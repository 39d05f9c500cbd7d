// SPDX-License-Identifier: Apache-2.0
use std::path::PathBuf;

use clap::{CommandFactory, Parser, Subcommand};
use clap_complete::{generate, Shell};

#[derive(Parser, Debug)]
#[command(
    name = "chatrelay",
    about = "Relays a chat transport to a stateful language-model agent",
    version,
    long_about = None,
)]
pub struct Cli {
    #[command(subcommand)]
    pub command: Option<Commands>,

    /// Path to config file (overrides auto-discovery).
    #[arg(long, short = 'c')]
    pub config: Option<PathBuf>,

    /// Increase log verbosity (-v = debug, -vv = trace).
    #[arg(long, short = 'v', action = clap::ArgAction::Count, global = true)]
    pub verbose: u8,
}

#[derive(Subcommand, Debug)]
pub enum Commands {
    /// Run the relay worker. This is the default when no subcommand is given.
    Run,
    /// Print the fully merged configuration and exit.
    ShowConfig,
    /// Generate a shell completion script.
    Completions {
        #[arg(value_enum)]
        shell: Shell,
    },
}

impl Cli {
    pub fn command_or_default(&self) -> Commands {
        match &self.command {
            Some(Commands::Run) | None => Commands::Run,
            Some(Commands::ShowConfig) => Commands::ShowConfig,
            Some(Commands::Completions { shell }) => Commands::Completions { shell: *shell },
        }
    }
}

pub fn print_completions(shell: Shell) {
    let mut cmd = Cli::command();
    let name = cmd.get_name().to_string();
    generate(shell, &mut cmd, name, &mut std::io::stdout());
}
________________
Provide only the number of lines in the entries that hold the word "name".

_OUTPUT OF THE EXERCISE_
3